No fecundo e frutuoso rescaldo da presença, tão significativa e relevante para a Igreja Católica em Portugal, do secretário-geral do Sínodo dos bispos, cardeal D. Mario Grech, que, atenciosamente, esteve em Braga, de 14 a 17 de dezembro, a convite do arcebispo metropolita de Braga, D. José Cordeiro, importa não deixar este bom estímulo esvanecer-se, mas, pelo contrário, dar corpo ao que nos deixou como interpelação: «Igreja Sinodal é fruto maduro do Concílio Vaticano II», deixando bem claro que ainda só estamos a dar os primeiros passos de tão reformista Concílio.

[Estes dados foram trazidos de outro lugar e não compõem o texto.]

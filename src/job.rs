//! One Extract -> Transform -> Load cycle.

use reqwest::Client;
use thiserror::Error;
use tracing::debug;

use crate::extract::{self, ExtractError};
use crate::storage;
use crate::transform::{self, TransformError};

/// A cycle failure, tagged by the stage that aborted it.
#[derive(Debug, Error)]
pub enum JobError {
    #[error("extract failed: {0}")]
    Extract(#[from] ExtractError),
    #[error("transform failed: {0}")]
    Transform(#[from] TransformError),
    #[error("load failed: {0}")]
    Load(#[from] rusqlite::Error),
}

/// Run one full cycle against `db_path`, returning the rows appended.
///
/// A failure at any stage aborts the cycle before the next stage runs, so a
/// malformed payload never reaches the store.
pub async fn run_once(client: &Client, db_path: &str) -> Result<usize, JobError> {
    let quotes = extract::fetch_quotes(client).await?;
    debug!("[JOB] Fetched quotes for {} assets", quotes.len());

    let records = transform::to_records(&quotes)?;
    let rows = storage::append(&records, db_path)?;

    Ok(rows)
}
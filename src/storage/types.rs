//! Storage record types for SQLite persistence.

use serde::{Deserialize, Serialize};

/// One priced asset observation, as stored in the `prices` table.
///
/// Every record produced by a single ETL cycle shares one `captured_at`
/// stamp.
#[derive(Debug, Clone, PartialEq, Serialize, Deserialize)]
pub struct PriceRecord {
    /// Asset identifier (e.g. "bitcoin")
    pub asset: String,
    /// Spot price in the target currency
    pub price_usd: f64,
    /// Local wall-clock capture stamp, second precision, no zone marker
    pub captured_at: String,
}
//! Append and read operations on the prices table.

use chrono::Local;
use rusqlite::{params, Connection, Result};
use tracing::info;

use super::schema::create_tables;
use super::types::PriceRecord;
use crate::config::TIMESTAMP_FORMAT;

/// Append a batch of records to the store, creating the table on first use.
///
/// Opens a fresh connection per call; the whole batch is inserted inside one
/// transaction. Existing rows are never updated or deleted. Returns the
/// number of rows written.
pub fn append(records: &[PriceRecord], db_path: &str) -> Result<usize> {
    let conn = Connection::open(db_path)?;
    create_tables(&conn)?;

    let tx = conn.unchecked_transaction()?;
    {
        let mut stmt =
            tx.prepare("INSERT INTO prices (coin, price_usd, timestamp) VALUES (?1, ?2, ?3)")?;
        for record in records {
            stmt.execute(params![record.asset, record.price_usd, record.captured_at])?;
        }
    }
    tx.commit()?;

    info!(
        "[STORAGE] Loaded {} rows into {} at {}",
        records.len(),
        db_path,
        Local::now().format(TIMESTAMP_FORMAT)
    );

    Ok(records.len())
}

/// Read the entire table back, oldest first.
///
/// A store without a prices table reads as empty rather than failing, so
/// read-side tooling can run before the first ETL cycle.
pub fn read_all(db_path: &str) -> Result<Vec<PriceRecord>> {
    let conn = Connection::open(db_path)?;

    let table_exists: bool = conn.query_row(
        "SELECT EXISTS(SELECT 1 FROM sqlite_master WHERE type = 'table' AND name = 'prices')",
        [],
        |row| row.get(0),
    )?;
    if !table_exists {
        return Ok(Vec::new());
    }

    let mut stmt =
        conn.prepare("SELECT coin, price_usd, timestamp FROM prices ORDER BY timestamp ASC")?;
    let rows = stmt.query_map([], |row| {
        Ok(PriceRecord {
            asset: row.get(0)?,
            price_usd: row.get(1)?,
            captured_at: row.get(2)?,
        })
    })?;

    rows.collect()
}
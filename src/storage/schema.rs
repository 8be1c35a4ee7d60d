//! Database schema creation.

use rusqlite::{Connection, Result};

/// Create the prices table and its time index if absent.
///
/// The table is append-only and carries no primary key and no uniqueness
/// constraint: duplicate (coin, timestamp) pairs are permitted.
pub fn create_tables(conn: &Connection) -> Result<()> {
    conn.execute(
        "CREATE TABLE IF NOT EXISTS prices (
            coin TEXT NOT NULL,
            price_usd REAL NOT NULL,
            timestamp TEXT NOT NULL
        )",
        [],
    )?;

    // Index for the timestamp-ordered read path
    conn.execute(
        "CREATE INDEX IF NOT EXISTS idx_prices_time ON prices(timestamp)",
        [],
    )?;

    Ok(())
}
//! Crypto spot-price ETL service.
//!
//! Periodically fetches spot prices for a fixed set of assets from the
//! CoinGecko simple-price endpoint, flattens each response into per-asset
//! records sharing one capture stamp, and appends them to a local SQLite
//! store. Runs until the process is terminated; the accumulated history is
//! charted out-of-band with `cargo run --bin show_chart`.

use std::time::Duration;

use anyhow::Result;
use tracing::info;
use tracing_subscriber::{fmt, layer::SubscriberExt, util::SubscriberInitExt};

use crypto_etl::config::{
    ASSET_IDS, COINGECKO_API_BASE, DEFAULT_DB_PATH, FETCH_INTERVAL_SECS, VS_CURRENCY,
};
use crypto_etl::scheduler::Scheduler;
use crypto_etl::{extract, job};

#[tokio::main]
async fn main() -> Result<()> {
    // Initialize logging with both stdout and file output
    let file_appender = tracing_appender::rolling::never(".", "etl.log");
    let (non_blocking, _guard) = tracing_appender::non_blocking(file_appender);

    let env_filter = tracing_subscriber::EnvFilter::from_default_env()
        .add_directive("crypto_etl=info".parse().unwrap());

    // Stdout layer
    let stdout_layer = fmt::layer().with_writer(std::io::stdout);

    // File layer
    let file_layer = fmt::layer().with_writer(non_blocking).with_ansi(false);

    tracing_subscriber::registry()
        .with(env_filter)
        .with(stdout_layer)
        .with(file_layer)
        .init();

    info!("🚀 Crypto price ETL service starting");
    info!("   Endpoint: {}/simple/price", COINGECKO_API_BASE);
    info!(
        "   Assets: {} | quote currency: {}",
        ASSET_IDS.join(","),
        VS_CURRENCY
    );
    info!(
        "   Interval: {}s | store: {}",
        FETCH_INTERVAL_SECS, DEFAULT_DB_PATH
    );

    let client = extract::http_client();

    let mut scheduler = Scheduler::new();
    scheduler.every(
        "price-etl",
        Duration::from_secs(FETCH_INTERVAL_SECS),
        move || {
            let client = client.clone();
            async move {
                let rows = job::run_once(&client, DEFAULT_DB_PATH).await?;
                info!("[JOB] Cycle complete: {} rows appended", rows);
                Ok(())
            }
        },
    );

    info!(
        "✅ Scheduler armed with {} job(s) - press Ctrl+C to stop",
        scheduler.job_count()
    );
    scheduler.run_forever().await;

    Ok(())
}
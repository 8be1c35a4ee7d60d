//! Spot price extraction from the CoinGecko simple-price endpoint.
//!
//! One GET per cycle. A 2xx body is parsed as a JSON object and returned
//! as-is, even when it is empty; content validation is deferred entirely to
//! the transformer. Transport failures and non-2xx statuses surface as
//! distinct error variants instead of masquerading as empty data.

use std::time::Duration;

use reqwest::{Client, StatusCode};
use serde_json::Value;
use thiserror::Error;

use crate::config::{ASSET_IDS, COINGECKO_API_BASE, HTTP_TIMEOUT_SECS, VS_CURRENCY};

/// Parsed quote payload: asset id -> { currency code -> price }.
///
/// Backed by serde_json's order-preserving map, so downstream iteration
/// follows the response body's key order.
pub type PriceQuoteResponse = serde_json::Map<String, Value>;

/// Failure modes of one extraction call.
#[derive(Debug, Error)]
pub enum ExtractError {
    /// Connect, timeout, or body decode failure
    #[error("transport failure: {0}")]
    Transport(#[from] reqwest::Error),
    /// Server answered with a non-success status
    #[error("server returned status {0}")]
    ServerStatus(StatusCode),
}

/// Build the shared HTTP client with a bounded request timeout.
pub fn http_client() -> Client {
    Client::builder()
        .timeout(Duration::from_secs(HTTP_TIMEOUT_SECS))
        .build()
        .expect("Failed to build HTTP client")
}

/// Fetch current quotes for the configured assets in the target currency.
pub async fn fetch_quotes(client: &Client) -> Result<PriceQuoteResponse, ExtractError> {
    let url = format!("{}/simple/price", COINGECKO_API_BASE);
    let ids = ASSET_IDS.join(",");

    let resp = client
        .get(&url)
        .query(&[("ids", ids.as_str()), ("vs_currencies", VS_CURRENCY)])
        .send()
        .await?;

    let status = resp.status();
    if !status.is_success() {
        return Err(ExtractError::ServerStatus(status));
    }

    Ok(resp.json::<PriceQuoteResponse>().await?)
}
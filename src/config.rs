//! Service configuration.
//!
//! This module contains all configuration constants for the ETL service.
//! Every parameter is compiled in; there are no CLI flags, environment
//! variables, or config files.

/// CoinGecko REST API base URL
pub const COINGECKO_API_BASE: &str = "https://api.coingecko.com/api/v3";

/// Asset identifiers fetched on every cycle
pub const ASSET_IDS: &[&str] = &["bitcoin", "ethereum"];

/// Target quote currency
pub const VS_CURRENCY: &str = "usd";

/// Period between ETL cycles (seconds)
pub const FETCH_INTERVAL_SECS: u64 = 300;

/// Scheduler due-check quantum (seconds)
pub const SCHEDULER_TICK_SECS: u64 = 1;

/// HTTP request timeout (seconds)
pub const HTTP_TIMEOUT_SECS: u64 = 10;

/// Default SQLite store path
pub const DEFAULT_DB_PATH: &str = "crypto_prices.db";

/// Default chart output path
pub const DEFAULT_CHART_PATH: &str = "crypto_prices.svg";

/// Capture stamp format: second precision, host-local time, no zone marker
pub const TIMESTAMP_FORMAT: &str = "%Y-%m-%d %H:%M:%S";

O sínodo (caminhar conjuntamente) levado a cabo por sua Santidade, o Papa Francisco, é expressão de uma Igreja “entrincheirada” que, ao abrigo do anúncio eficaz do Evangelho (cf. Mc 16, 15), não pode ter outra atitude senão a de ir ao encontro das periferias existenciais e aos centros de cultura e saber hodiernos. Assim sendo, desde as fundações da Igreja Católica, esta nunca se demitiu ou teve receio algum em dialogar com a cultura circundante (cf. Fides et Ratio, n. 70). Não basta sonhar; é necessário propor, tangível e inteligivelmente, o Evangelho aos homem e mulheres, nossos contemporâneos.

Diante dos desafios da «época em que vivemos, ao mesmo tempo dramática e fascinante» (Redemptoris Missio, n. 38), sem medo, ousar frequentar os “novos areópagos” da humanidade: universidades e centros de cultura humanistas e científicos, à semelhança de S. Paulo – o qual se fez tudo para a todos a fim de salvar (chegar a) alguns (cf. 1 Cor 9, 22) –, no brilhante episódio da sua pregação, no Areópago de Atenas (cf. Act 17, 16-34). O mesmo é um dos primeiros textos que trata diretamente a relação entre gregos (berço da civilização ocidental) e cristãos. O discurso é emblemático, pois representa o primeiro encontro entre a filosofia grega e a fé cristã. (cf. José Tolentino Mendonça, Metamorfose Necessária. Reler São Paulo).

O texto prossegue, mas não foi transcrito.